Salah satu tugas dan tanggung jawab dari seorang Pengawas Benih Tanaman (PBT) yaitu melaksanakan pengawasan peredaran benih, penanganan kasus perbenihan, pelaporan terhadap pelanggaran aturan perbenihan yang berlaku yang dilakukan oleh oknum tertentu baik secara offline atau online. Menurut Catur dalam hal ini lah seorang Pengawas Benih Tanaman dituntut untuk melaksanakan tugasnya dengan optimal dan terbaik sehingga dalam mengatasi dan menangani kasus-kasus yang berhubungan terhadap pelanggaran aturan dlm dijalankan dengan baik.

Pada pelaksanaan In house training, dilaksanakan sosialisasi fitur terbaru pada aplikasi simperbenihan versi 3 yaitu Registrasi Permohonan Sertifikasi secara online, dimana ke depannya diharapkan proses sertifikasi yang selama ini tercatat secara manual pada buku induk dapat mulai dilaksanakan secara online dengan bertahap. Dimulai dari Permohonan Registrasi Sertifikasi secara online oleh pemohon sampai pada akhirnya pencetakan label bersertifikat.

“Dengan adanya pengembangan fitur terbaru pada aplikasi simperbenihan versi 3, besar harapan kami PBT yang memiliki peran penting dalam proses tersebut dengan sungguh-sunguh mempelajarinya penggunaan aplikasi tersebut dan sehingga pelaksanaan pada aplikasi simperbenihan tersebut dapat berjalan lancer,” ungkap Catur Setiawan.

Sementara itu Kepala Dinas Pertanian dan Perternakan Provinsi Sulawesi Utara Novry mengatakan, pada Tahun 2022, Provinsi Sulawesi Utara medapatkan alokasi bantuan benih dan kegiatan lain yang cukup banyak, sehingga peran PBT mulai dari hulu sampai hilir terkait sertifikasi sampai dengan peredaran benih sangat penting. “Oleh sebab itulah kegiatan In house training bagi PBT kali ini harapan kami mampu untuk meningkatkan kompetensi PBT ke depannya untuk lebih baik dari sebelumnya,” tandasnya.
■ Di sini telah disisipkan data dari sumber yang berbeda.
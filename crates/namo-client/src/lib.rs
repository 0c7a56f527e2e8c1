//! # namo-client
//!
//! Reconnecting TCP client for the NAMO serial bridge.
//!
//! The client mirrors the server's liveness protocol from the other end
//! of the socket: it drains an outbound command queue, answers and sends
//! `HEARTBEAT` probes, delivers `RECEIVED …` publish lines to the caller,
//! and reconnects with exponential backoff when the connection or the
//! heartbeat exchange fails.

pub mod connection;

pub use connection::{ClientConfig, ClientEvent, RemoteClient};
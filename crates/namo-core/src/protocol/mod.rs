//! Wire protocol: the binary serial frame codec and the TCP text-command
//! grammar.

pub mod codec;
pub mod command;

pub use codec::{decode_frame, encode_frame, CodecError, Frame, FrameLimits, FrameType};
pub use command::{parse_command, Command, CommandError};
//! Structured diagnostic messages.

use crate::code::DiagnosticCode;
use crate::label::Label;
use crate::severity::Severity;
use serde::{Deserialize, Serialize};
use veld_source::Span;

/// A structured diagnostic with severity, code, message, and source spans.
#[derive(Clone, Debug, Serialize, Deserialize)]
pub struct Diagnostic {
    /// The severity level of this diagnostic.
    pub severity: Severity,
    /// The code identifying the type of diagnostic.
    pub code: DiagnosticCode,
    /// The main diagnostic message.
    pub message: String,
    /// The primary source span where the issue was detected.
    pub primary_span: Span,
    /// Additional annotated source spans providing context.
    pub labels: Vec<Label>,
    /// Explanatory footnotes. Elaboration hints land here.
    pub notes: Vec<String>,
    /// Actionable suggestions.
    pub help: Vec<String>,
}

impl Diagnostic {
    /// Creates a new error diagnostic.
    pub fn error(code: DiagnosticCode, message: impl Into<String>, span: Span) -> Self {
        Self {
            severity: Severity::Error,
            code,
            message: message.into(),
            primary_span: span,
            labels: Vec::new(),
            notes: Vec::new(),
            help: Vec::new(),
        }
    }

    /// Creates a new warning diagnostic.
    pub fn warning(code: DiagnosticCode, message: impl Into<String>, span: Span) -> Self {
        Self {
            severity: Severity::Warning,
            code,
            message: message.into(),
            primary_span: span,
            labels: Vec::new(),
            notes: Vec::new(),
            help: Vec::new(),
        }
    }

    /// Adds a label to this diagnostic.
    pub fn with_label(mut self, label: Label) -> Self {
        self.labels.push(label);
        self
    }

    /// Adds a note to this diagnostic.
    pub fn with_note(mut self, note: impl Into<String>) -> Self {
        self.notes.push(note.into());
        self
    }

    /// Adds a help message to this diagnostic.
    pub fn with_help(mut self, help: impl Into<String>) -> Self {
        self.help.push(help.into());
        self
    }
}

#[cfg(test)]
mod tests {
    use super::*;
    use crate::code::Category;

    #[test]
    fn create_error() {
        let code = DiagnosticCode::new(Category::Error, 301);
        let diag = Diagnostic::error(code, "unresolved component", Span::DUMMY);
        assert_eq!(diag.severity, Severity::Error);
        assert_eq!(diag.message, "unresolved component");
        assert_eq!(format!("{}", diag.code), "E301");
    }

    #[test]
    fn builder_methods() {
        let code = DiagnosticCode::new(Category::Error, 302);
        let diag = Diagnostic::error(code, "port type mismatch", Span::DUMMY)
            .with_label(Label::secondary(Span::DUMMY, "declared here"))
            .with_note("while elaborating instance u1")
            .with_help("declare the component port with the entity port's type");
        assert_eq!(diag.labels.len(), 1);
        assert_eq!(diag.notes.len(), 1);
        assert_eq!(diag.help.len(), 1);
    }

    #[test]
    fn serde_roundtrip() {
        let code = DiagnosticCode::new(Category::Warning, 304);
        let diag = Diagnostic::warning(code, "unused override", Span::DUMMY);
        let json = serde_json::to_string(&diag).unwrap();
        let back: Diagnostic = serde_json::from_str(&json).unwrap();
        assert_eq!(back.message, "unused override");
    }
}
//! Source location tracking for the veld elaboration core.
//!
//! Design units, tree nodes, and diagnostics all carry byte-offset [`Span`]s.
//! The [`SourceDb`] resolves spans to line/column coordinates; the
//! architecture chooser uses line numbers for same-file tie-breaking.

#![warn(missing_docs)]

pub mod file_id;
pub mod source_db;
pub mod source_file;
pub mod span;

pub use file_id::FileId;
pub use source_db::SourceDb;
pub use source_file::SourceFile;
pub use span::Span;
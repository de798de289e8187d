//! Append-only arena for VHDL and Verilog design nodes.
//!
//! One arena holds every node of an elaboration session. Ids are stable `u32`
//! indexes; nodes are never removed. The root driver freezes the arena on
//! exit, after which allocation is a core bug.

use crate::node::Node;
use crate::vlog::VlogNode;
use serde::{Deserialize, Serialize};
use std::ops::{Index, IndexMut};
use veld_common::{Ident, Interner};

macro_rules! define_node_id {
    ($(#[$meta:meta])* $name:ident) => {
        $(#[$meta])*
        #[derive(Clone, Copy, PartialEq, Eq, Hash, Debug, Serialize, Deserialize)]
        pub struct $name(u32);

        impl $name {
            /// Creates an id from a raw `u32` index.
            pub fn from_raw(index: u32) -> Self {
                Self(index)
            }

            /// Returns the raw `u32` index.
            pub fn as_raw(self) -> u32 {
                self.0
            }
        }
    };
}

define_node_id!(
    /// Opaque, copyable id of a VHDL tree node in the [`DesignArena`].
    NodeId
);

define_node_id!(
    /// Opaque, copyable id of a Verilog node in the [`DesignArena`].
    VlogId
);

/// The per-elaboration node arena.
///
/// Owns every VHDL and Verilog node of the session, plus the counter used to
/// generate fresh names when instantiation breaks sharing.
#[derive(Debug, Default, Serialize, Deserialize)]
pub struct DesignArena {
    nodes: Vec<Node>,
    vnodes: Vec<VlogNode>,
    frozen: bool,
    fresh_counter: u32,
}

impl DesignArena {
    /// Creates a new, empty arena.
    pub fn new() -> Self {
        Self::default()
    }

    /// Allocates a VHDL node, returning its id.
    ///
    /// # Panics
    ///
    /// Panics if the arena has been frozen.
    pub fn alloc(&mut self, node: Node) -> NodeId {
        assert!(!self.frozen, "allocation in frozen arena");
        let id = NodeId::from_raw(self.nodes.len() as u32);
        self.nodes.push(node);
        id
    }

    /// Allocates a Verilog node, returning its id.
    ///
    /// # Panics
    ///
    /// Panics if the arena has been frozen.
    pub fn valloc(&mut self, node: VlogNode) -> VlogId {
        assert!(!self.frozen, "allocation in frozen arena");
        let id = VlogId::from_raw(self.vnodes.len() as u32);
        self.vnodes.push(node);
        id
    }

    /// Returns a reference to the VHDL node with the given id.
    pub fn get(&self, id: NodeId) -> &Node {
        &self.nodes[id.as_raw() as usize]
    }

    /// Returns a mutable reference to the VHDL node with the given id.
    pub fn get_mut(&mut self, id: NodeId) -> &mut Node {
        &mut self.nodes[id.as_raw() as usize]
    }

    /// Returns a reference to the Verilog node with the given id.
    pub fn vget(&self, id: VlogId) -> &VlogNode {
        &self.vnodes[id.as_raw() as usize]
    }

    /// Returns the number of VHDL nodes allocated so far.
    pub fn len(&self) -> usize {
        self.nodes.len()
    }

    /// Returns `true` if no VHDL nodes have been allocated.
    pub fn is_empty(&self) -> bool {
        self.nodes.is_empty()
    }

    /// Generates a fresh identifier derived from `base`.
    ///
    /// Used by `new_instance` to give each cloned unit a name distinct from
    /// its template. The suffix counter is session-wide so two clones of the
    /// same unit never collide.
    pub fn fresh_name(&mut self, interner: &Interner, base: Ident) -> Ident {
        self.fresh_counter += 1;
        interner.intern(&format!(
            "{}@{}",
            interner.resolve(base),
            self.fresh_counter
        ))
    }

    /// Freezes the arena; further allocation panics.
    pub fn freeze(&mut self) {
        self.frozen = true;
    }

    /// Returns `true` if the arena has been frozen.
    pub fn is_frozen(&self) -> bool {
        self.frozen
    }
}

impl Index<NodeId> for DesignArena {
    type Output = Node;

    fn index(&self, id: NodeId) -> &Node {
        self.get(id)
    }
}

impl IndexMut<NodeId> for DesignArena {
    fn index_mut(&mut self, id: NodeId) -> &mut Node {
        self.get_mut(id)
    }
}

impl Index<VlogId> for DesignArena {
    type Output = VlogNode;

    fn index(&self, id: VlogId) -> &VlogNode {
        self.vget(id)
    }
}
/// Binds a VHDL component to a Verilog module, inserting conversion
/// functions.
///
/// Verilog ports are walked in source order; the index also indexes the
/// synthetic block's port list. Component ports are matched case-sensitively
/// against the Verilog port's source name. Input ports take a VHDL-to-Verilog
/// conversion and stay positional until the first named association; output
/// ports take the reverse conversion and force named form.
pub fn mixed_binding(
    elab: &mut Elaborator<'_>,
    comp: NodeId,
    module: VlogId,
    span: Span,
) -> VeldResult<Option<Bound>> {
    let entry = modcache::cache_module(
        &mut elab.modcache,
        elab.registry,
        elab.arena,
        elab.interner,
        module,
    )?;

    let (cname, cports, comp_span) = {
        let node = elab.arena.get(comp);
        let NodeKind::Component { name, ports, .. } = &node.kind else {
            return Err(InternalError::new("mixed binding for a non-component"));
        };
        (*name, ports.clone(), node.span)
    };
    let vports = {
        let VlogKind::Module { ports, .. } = &elab.arena.vget(module).kind else {
            return Err(InternalError::new("mixed binding for a non-module"));
        };
        ports.clone()
    };
    let block_ports = {
        let NodeKind::Block { ports, .. } = &elab.arena.get(entry.block).kind else {
            return Err(InternalError::new("module cache entry without a block"));
        };
        ports.clone()
    };

    let mut matched = vec![false; cports.len()];
    let mut have_named = false;
    let mut params = Vec::with_capacity(vports.len());

    for (i, &vp) in vports.iter().enumerate() {
        let VlogKind::PortDecl {
            source_name,
            dir,
            ty: vty,
            ..
        } = elab.arena.vget(vp).kind
        else {
            continue;
        };

        let comp_pos = cports.iter().position(|&cp| {
            elab.arena.get(cp).kind.name() == Some(source_name)
        });
        let Some(j) = comp_pos else {
            elab.sink.emit(errors::error_vlog_port_unmatched(
                elab.interner.resolve(source_name),
                elab.interner.resolve(cname),
                comp_span,
            ));
            continue;
        };
        matched[j] = true;
        let cp = cports[j];
        let NodeKind::Port { ty: cpt, .. } = elab.arena.get(cp).kind else {
            continue;
        };

        match dir {
            VlogDir::Input => {
                let Some((func, result)) =
                    elab.coerce
                        .vhdl_to_vlog(elab.types, elab.interner, cpt, vty)
                else {
                    elab.sink.emit(errors::error_no_coercion(
                        &elab.types.pretty(elab.interner, cpt),
                        &elab.types.pretty(elab.interner, vty),
                        span,
                    ));
                    continue;
                };
                let inner = elab.arena.alloc(Node::new(NodeKind::Ref { decl: cp }, span));
                let conv = elab.arena.alloc(Node::new(
                    NodeKind::ConvFunc {
                        func,
                        result,
                        value: inner,
                    },
                    span,
                ));
                let sel = if have_named {
                    ParamSel::Named(block_ports[i])
                } else {
                    ParamSel::Pos(i as u32)
                };
                params.push(
                    elab.arena
                        .alloc(Node::new(NodeKind::Param { sel, value: conv }, span)),
                );
            }
            VlogDir::Output | VlogDir::Inout => {
                let Some((func, result)) = elab.coerce.vlog_to_vhdl(elab.types, elab.interner, vty)
                else {
                    elab.sink.emit(errors::error_no_coercion(
                        &elab.types.pretty(elab.interner, vty),
                        &elab.types.pretty(elab.interner, cpt),
                        span,
                    ));
                    continue;
                };
                if !coerce::receivable(elab.types, cpt, result) {
                    elab.sink.emit(errors::error_no_coercion(
                        &elab.types.pretty(elab.interner, vty),
                        &elab.types.pretty(elab.interner, cpt),
                        span,
                    ));
                    continue;
                }
                let inner = elab.arena.alloc(Node::new(NodeKind::Ref { decl: cp }, span));
                let conv = elab.arena.alloc(Node::new(
                    NodeKind::ConvFunc {
                        func,
                        result,
                        value: inner,
                    },
                    span,
                ));
                params.push(elab.arena.alloc(Node::new(
                    NodeKind::Param {
                        sel: ParamSel::Named(block_ports[i]),
                        value: conv,
                    },
                    span,
                )));
                have_named = true;
            }
        }
    }

    for (j, &was_matched) in matched.iter().enumerate() {
        if !was_matched {
            let node = elab.arena.get(cports[j]);
            let port_span = node.span;
            if let Some(pn) = node.kind.name() {
                elab.sink.emit(errors::error_unmatched_port(
                    elab.interner.resolve(pn),
                    elab.interner.resolve(cname),
                    port_span,
                ));
            }
        }
    }

    Ok(Some(Bound {
        bind: Binding {
            name: cname,
            span,
            unit: entry.wrap,
            genmaps: vec![],
            params,
        },
        target: Target::VerilogMod(module),
        config: None,
    }))
}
Terpisah Direktur Jenderal Tanaman Pangan Suwandi menyebutkan benih menjadi komponen penting dalam peningkatan produktivitas dan produksi tanaman pangan. Benih dapat memberikan manfaat yang optimal apabila benih yang digunakan adalah benih varietas unggul bersertifikat, yaitu benih unggul yang telah dilepas oleh pemerintah dan dalam proses produksinya terdapat teknologi prosesing, pengemasan, dan penyimpanan, melalui proses sertifikasi serta memenuhi standar mutu yang berlaku.

Menurut Suwandi perlu upaya penyediaan benih bermutu bersertifikat tentunya dengan prinsip 6 tepat, yaitu tepat varietas, mutu, jumlah, waktu, harga, dan lokasi, sehingga dapat mendukung peningkatan produktivitas tanaman pangan untuk mencapai swasembada pangan yang menjadi target Mentan Syahrul Yasin Limpo.

“Disamping itu, yang tidak kalah pentingnya bahwa dalam produksi benih bersertifikat dibutuhkan kompetensi SDM yang handal, dari seluruh stakeholder terkait, baik penangkar, industri benih, maupun PBT,” tandas Suwandi.